▶ _GOAL OF THE EXERCISE_
Return a copy of every line in the data below that contains "NodeLog".

Collected data
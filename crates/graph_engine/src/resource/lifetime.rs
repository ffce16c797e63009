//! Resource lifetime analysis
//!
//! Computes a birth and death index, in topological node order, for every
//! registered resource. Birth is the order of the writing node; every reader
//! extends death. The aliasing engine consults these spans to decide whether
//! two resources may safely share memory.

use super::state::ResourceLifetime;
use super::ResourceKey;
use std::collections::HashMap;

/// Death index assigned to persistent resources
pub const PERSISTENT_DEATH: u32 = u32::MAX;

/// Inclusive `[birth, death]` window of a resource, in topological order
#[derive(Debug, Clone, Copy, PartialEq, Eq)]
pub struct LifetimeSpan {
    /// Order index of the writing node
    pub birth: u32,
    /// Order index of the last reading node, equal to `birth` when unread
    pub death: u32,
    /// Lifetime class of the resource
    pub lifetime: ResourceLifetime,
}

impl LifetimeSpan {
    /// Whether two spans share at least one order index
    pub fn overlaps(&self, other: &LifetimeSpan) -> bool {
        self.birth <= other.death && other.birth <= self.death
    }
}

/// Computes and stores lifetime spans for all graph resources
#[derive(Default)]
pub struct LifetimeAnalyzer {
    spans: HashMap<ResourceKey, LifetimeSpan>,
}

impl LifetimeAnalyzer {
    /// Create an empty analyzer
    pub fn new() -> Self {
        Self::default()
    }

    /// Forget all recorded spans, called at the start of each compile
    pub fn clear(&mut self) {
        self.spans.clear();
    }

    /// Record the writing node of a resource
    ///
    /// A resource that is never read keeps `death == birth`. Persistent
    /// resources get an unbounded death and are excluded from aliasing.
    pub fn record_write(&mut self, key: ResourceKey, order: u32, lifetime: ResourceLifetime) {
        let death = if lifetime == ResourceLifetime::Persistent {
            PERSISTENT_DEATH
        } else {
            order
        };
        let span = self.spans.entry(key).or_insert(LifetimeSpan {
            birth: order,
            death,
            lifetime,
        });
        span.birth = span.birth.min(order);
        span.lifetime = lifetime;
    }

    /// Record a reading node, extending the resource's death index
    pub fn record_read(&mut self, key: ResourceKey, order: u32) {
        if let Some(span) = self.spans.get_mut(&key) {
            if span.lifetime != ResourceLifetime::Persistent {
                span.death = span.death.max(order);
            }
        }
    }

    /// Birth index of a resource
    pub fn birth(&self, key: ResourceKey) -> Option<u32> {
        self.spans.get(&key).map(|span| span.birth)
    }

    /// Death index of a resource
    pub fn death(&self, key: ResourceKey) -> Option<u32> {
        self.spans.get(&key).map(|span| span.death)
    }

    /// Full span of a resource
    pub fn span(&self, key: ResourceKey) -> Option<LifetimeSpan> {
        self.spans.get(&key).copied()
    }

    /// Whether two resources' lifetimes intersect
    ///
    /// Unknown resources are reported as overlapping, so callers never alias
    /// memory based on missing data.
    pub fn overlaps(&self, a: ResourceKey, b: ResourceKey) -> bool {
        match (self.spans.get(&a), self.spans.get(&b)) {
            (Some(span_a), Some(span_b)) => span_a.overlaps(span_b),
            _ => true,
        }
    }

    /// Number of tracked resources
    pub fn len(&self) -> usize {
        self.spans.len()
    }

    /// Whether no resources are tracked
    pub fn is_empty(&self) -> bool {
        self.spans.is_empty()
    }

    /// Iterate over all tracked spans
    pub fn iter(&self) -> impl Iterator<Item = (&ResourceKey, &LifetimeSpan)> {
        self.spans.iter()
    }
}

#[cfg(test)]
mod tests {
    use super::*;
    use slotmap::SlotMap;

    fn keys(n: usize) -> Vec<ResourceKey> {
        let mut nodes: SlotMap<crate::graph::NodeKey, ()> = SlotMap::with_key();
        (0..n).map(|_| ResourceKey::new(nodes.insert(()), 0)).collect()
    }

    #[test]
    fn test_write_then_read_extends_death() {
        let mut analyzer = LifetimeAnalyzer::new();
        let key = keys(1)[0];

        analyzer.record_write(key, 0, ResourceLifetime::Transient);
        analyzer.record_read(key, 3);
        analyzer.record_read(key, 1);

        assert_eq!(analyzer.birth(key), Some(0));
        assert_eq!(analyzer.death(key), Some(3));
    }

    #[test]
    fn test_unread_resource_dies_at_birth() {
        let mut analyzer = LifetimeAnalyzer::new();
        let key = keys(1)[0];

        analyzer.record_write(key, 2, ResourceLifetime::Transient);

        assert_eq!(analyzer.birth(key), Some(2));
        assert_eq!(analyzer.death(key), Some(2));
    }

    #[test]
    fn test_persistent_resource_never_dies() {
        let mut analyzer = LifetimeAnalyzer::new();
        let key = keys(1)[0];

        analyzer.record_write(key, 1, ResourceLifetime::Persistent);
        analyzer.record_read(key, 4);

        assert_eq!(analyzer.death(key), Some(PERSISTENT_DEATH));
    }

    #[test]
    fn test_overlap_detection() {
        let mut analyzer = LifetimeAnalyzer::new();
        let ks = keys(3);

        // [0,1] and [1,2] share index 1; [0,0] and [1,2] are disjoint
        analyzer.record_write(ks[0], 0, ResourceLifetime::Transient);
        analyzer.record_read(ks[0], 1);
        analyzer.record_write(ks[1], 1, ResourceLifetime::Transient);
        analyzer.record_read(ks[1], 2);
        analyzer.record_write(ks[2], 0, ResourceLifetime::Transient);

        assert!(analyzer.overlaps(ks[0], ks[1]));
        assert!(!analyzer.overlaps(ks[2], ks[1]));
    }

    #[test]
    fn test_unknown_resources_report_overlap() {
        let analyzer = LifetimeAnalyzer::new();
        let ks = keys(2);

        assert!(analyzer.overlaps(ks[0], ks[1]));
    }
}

* * *

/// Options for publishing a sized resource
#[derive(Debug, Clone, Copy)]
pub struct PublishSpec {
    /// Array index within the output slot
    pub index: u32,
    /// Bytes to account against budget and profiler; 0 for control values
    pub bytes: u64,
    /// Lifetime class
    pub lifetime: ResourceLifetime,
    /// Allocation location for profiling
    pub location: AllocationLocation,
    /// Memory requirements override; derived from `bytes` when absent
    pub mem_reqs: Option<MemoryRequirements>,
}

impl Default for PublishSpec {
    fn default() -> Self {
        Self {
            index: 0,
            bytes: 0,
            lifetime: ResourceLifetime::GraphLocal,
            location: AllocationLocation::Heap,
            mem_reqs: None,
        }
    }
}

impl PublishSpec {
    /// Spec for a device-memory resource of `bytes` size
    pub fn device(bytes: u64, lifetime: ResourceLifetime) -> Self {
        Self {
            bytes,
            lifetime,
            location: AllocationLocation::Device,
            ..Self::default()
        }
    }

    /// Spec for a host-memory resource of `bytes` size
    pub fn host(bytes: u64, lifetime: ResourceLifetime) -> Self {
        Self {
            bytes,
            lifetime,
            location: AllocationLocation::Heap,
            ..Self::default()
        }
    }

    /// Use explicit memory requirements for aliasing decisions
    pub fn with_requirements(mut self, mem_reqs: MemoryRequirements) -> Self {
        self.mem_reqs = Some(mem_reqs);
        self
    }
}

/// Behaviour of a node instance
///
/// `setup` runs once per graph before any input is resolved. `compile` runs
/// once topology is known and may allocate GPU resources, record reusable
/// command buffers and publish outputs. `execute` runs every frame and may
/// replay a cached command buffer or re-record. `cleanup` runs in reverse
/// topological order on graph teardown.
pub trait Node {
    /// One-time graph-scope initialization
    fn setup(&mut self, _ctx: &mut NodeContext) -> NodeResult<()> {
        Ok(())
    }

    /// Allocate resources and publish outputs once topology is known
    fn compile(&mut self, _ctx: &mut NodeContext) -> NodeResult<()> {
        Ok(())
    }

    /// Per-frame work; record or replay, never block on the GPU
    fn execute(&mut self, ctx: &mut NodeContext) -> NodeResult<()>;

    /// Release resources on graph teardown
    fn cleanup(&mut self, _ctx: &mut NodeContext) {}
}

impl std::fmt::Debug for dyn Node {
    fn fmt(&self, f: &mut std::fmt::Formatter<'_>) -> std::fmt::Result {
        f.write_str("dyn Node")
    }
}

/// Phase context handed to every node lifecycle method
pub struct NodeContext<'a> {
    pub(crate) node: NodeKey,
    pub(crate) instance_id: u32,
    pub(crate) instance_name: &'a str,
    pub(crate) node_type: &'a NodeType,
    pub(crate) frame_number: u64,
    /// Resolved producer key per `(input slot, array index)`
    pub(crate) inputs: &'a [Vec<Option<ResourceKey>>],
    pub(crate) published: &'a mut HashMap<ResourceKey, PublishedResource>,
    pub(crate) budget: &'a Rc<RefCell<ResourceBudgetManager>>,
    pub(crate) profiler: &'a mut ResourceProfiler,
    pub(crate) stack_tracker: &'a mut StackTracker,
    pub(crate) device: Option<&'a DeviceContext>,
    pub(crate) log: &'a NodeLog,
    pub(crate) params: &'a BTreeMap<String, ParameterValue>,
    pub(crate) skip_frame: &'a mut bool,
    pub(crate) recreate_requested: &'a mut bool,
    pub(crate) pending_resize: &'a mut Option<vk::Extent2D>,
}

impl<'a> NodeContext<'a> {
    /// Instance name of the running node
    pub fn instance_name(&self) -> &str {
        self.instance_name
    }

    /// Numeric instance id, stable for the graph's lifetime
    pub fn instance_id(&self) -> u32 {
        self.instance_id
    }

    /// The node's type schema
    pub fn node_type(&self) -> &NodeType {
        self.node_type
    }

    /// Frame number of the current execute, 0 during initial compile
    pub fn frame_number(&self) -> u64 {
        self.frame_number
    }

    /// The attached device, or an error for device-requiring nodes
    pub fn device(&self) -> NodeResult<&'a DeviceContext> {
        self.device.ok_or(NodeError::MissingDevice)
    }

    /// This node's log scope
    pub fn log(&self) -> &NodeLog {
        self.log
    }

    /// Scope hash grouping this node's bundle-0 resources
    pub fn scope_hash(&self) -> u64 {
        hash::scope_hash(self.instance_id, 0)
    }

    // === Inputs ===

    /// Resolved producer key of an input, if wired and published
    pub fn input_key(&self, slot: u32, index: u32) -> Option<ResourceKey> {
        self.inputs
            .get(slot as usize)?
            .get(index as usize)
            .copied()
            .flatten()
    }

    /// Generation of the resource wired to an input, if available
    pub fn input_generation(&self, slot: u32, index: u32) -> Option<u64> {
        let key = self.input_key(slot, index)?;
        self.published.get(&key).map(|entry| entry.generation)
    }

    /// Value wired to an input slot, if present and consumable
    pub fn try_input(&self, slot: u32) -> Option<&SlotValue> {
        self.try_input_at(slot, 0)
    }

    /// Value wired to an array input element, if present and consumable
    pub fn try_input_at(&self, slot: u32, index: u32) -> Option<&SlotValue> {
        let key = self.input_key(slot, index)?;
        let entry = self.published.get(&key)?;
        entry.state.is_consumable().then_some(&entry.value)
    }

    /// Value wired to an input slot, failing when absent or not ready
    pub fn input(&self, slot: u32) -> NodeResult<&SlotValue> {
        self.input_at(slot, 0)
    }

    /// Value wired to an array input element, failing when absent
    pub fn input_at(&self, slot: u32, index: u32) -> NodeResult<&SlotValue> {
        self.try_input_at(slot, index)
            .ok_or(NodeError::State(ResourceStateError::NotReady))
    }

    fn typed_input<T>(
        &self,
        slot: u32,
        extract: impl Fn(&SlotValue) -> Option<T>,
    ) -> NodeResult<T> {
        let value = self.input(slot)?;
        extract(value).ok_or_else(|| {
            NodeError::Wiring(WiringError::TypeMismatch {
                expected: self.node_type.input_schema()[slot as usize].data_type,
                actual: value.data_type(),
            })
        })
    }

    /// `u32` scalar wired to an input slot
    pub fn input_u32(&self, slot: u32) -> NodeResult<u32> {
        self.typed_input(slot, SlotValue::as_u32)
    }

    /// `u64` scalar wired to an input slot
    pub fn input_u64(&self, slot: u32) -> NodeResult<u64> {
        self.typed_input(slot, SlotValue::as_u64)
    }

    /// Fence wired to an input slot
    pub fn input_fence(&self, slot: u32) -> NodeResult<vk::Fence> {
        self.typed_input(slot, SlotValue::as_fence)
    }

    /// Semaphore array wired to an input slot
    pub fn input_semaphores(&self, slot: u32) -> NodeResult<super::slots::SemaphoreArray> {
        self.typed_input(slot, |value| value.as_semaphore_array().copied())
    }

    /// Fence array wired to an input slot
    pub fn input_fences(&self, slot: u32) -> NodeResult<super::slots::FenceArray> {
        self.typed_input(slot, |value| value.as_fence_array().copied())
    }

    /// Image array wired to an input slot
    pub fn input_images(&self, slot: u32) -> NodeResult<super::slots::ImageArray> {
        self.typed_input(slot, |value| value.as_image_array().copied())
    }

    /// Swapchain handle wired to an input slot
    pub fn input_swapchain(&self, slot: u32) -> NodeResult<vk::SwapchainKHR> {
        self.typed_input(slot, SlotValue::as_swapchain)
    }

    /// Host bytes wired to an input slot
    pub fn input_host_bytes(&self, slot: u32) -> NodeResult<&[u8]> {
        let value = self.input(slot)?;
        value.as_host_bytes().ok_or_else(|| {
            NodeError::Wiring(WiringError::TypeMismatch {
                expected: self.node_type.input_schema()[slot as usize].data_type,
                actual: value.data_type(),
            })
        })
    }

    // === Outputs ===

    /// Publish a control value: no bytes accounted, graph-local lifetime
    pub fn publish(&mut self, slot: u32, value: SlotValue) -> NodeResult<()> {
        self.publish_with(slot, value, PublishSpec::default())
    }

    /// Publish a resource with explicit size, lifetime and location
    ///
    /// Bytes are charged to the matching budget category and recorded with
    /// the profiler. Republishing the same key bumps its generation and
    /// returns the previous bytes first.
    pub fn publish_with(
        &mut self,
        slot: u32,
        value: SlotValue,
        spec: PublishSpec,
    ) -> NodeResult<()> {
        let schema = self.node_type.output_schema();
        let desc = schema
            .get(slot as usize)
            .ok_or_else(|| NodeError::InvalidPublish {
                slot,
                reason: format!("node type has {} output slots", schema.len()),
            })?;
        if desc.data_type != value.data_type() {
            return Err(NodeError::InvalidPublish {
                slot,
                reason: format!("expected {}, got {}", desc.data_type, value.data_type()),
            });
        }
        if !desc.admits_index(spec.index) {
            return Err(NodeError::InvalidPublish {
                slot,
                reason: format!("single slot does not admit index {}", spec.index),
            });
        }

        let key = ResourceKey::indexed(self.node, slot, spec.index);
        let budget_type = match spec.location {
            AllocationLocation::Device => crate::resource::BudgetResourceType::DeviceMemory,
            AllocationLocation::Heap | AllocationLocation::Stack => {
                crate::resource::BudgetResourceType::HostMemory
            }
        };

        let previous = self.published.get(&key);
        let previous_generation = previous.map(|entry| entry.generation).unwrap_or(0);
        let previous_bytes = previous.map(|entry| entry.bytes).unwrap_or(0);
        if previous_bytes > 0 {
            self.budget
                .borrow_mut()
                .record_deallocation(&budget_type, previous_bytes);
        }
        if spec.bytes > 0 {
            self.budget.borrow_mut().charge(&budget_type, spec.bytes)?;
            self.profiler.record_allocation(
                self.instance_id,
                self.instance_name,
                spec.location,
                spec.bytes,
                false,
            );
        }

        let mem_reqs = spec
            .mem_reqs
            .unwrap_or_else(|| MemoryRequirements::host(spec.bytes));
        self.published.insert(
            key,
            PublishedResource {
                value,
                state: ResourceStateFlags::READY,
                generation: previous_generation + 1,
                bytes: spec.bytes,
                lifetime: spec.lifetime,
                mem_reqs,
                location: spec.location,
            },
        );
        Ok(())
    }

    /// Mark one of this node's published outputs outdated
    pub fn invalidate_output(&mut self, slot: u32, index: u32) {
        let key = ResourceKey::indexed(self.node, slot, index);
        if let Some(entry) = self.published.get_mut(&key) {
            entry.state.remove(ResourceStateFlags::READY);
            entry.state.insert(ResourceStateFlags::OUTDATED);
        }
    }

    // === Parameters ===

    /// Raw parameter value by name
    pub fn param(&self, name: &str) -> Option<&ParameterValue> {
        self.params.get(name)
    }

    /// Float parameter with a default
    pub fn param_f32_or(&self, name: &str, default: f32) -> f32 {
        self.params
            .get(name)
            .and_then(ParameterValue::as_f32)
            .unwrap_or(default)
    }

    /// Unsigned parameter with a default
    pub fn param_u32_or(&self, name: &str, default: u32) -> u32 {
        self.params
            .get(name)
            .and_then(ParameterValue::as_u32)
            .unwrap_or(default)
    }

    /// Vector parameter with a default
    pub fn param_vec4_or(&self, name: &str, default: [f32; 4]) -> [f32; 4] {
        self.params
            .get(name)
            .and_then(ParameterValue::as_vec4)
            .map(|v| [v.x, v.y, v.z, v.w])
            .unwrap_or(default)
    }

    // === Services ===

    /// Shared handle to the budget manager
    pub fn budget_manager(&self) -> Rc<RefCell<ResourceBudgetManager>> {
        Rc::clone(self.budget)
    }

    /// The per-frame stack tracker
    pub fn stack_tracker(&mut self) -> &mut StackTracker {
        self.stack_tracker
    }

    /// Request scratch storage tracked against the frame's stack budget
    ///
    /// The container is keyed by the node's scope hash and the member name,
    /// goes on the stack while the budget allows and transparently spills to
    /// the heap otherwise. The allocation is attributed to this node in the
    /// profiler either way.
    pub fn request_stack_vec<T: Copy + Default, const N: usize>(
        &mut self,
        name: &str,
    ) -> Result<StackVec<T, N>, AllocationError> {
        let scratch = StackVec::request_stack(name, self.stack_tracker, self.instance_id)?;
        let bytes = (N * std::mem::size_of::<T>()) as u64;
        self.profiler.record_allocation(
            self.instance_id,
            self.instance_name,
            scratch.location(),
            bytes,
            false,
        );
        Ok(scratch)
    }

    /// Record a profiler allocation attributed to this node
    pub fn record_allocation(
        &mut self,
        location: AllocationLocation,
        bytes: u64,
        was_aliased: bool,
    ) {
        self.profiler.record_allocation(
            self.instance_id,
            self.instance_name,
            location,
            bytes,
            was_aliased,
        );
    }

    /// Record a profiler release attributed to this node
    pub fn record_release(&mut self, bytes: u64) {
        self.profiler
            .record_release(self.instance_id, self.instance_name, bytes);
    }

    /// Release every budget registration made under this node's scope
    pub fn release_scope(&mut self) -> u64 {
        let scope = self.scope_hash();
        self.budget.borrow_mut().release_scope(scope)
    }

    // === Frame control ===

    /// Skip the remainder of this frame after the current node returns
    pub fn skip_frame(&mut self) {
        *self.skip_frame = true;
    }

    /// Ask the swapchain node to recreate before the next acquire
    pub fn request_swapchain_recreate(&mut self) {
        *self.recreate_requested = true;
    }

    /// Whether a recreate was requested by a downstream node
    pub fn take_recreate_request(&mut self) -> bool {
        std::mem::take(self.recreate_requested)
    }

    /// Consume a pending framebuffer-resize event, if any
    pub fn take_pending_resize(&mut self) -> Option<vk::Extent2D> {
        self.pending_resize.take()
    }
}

▶ _REPLY_
    pub(crate) log: &'a NodeLog,
    pub fn log(&self) -> &NodeLog {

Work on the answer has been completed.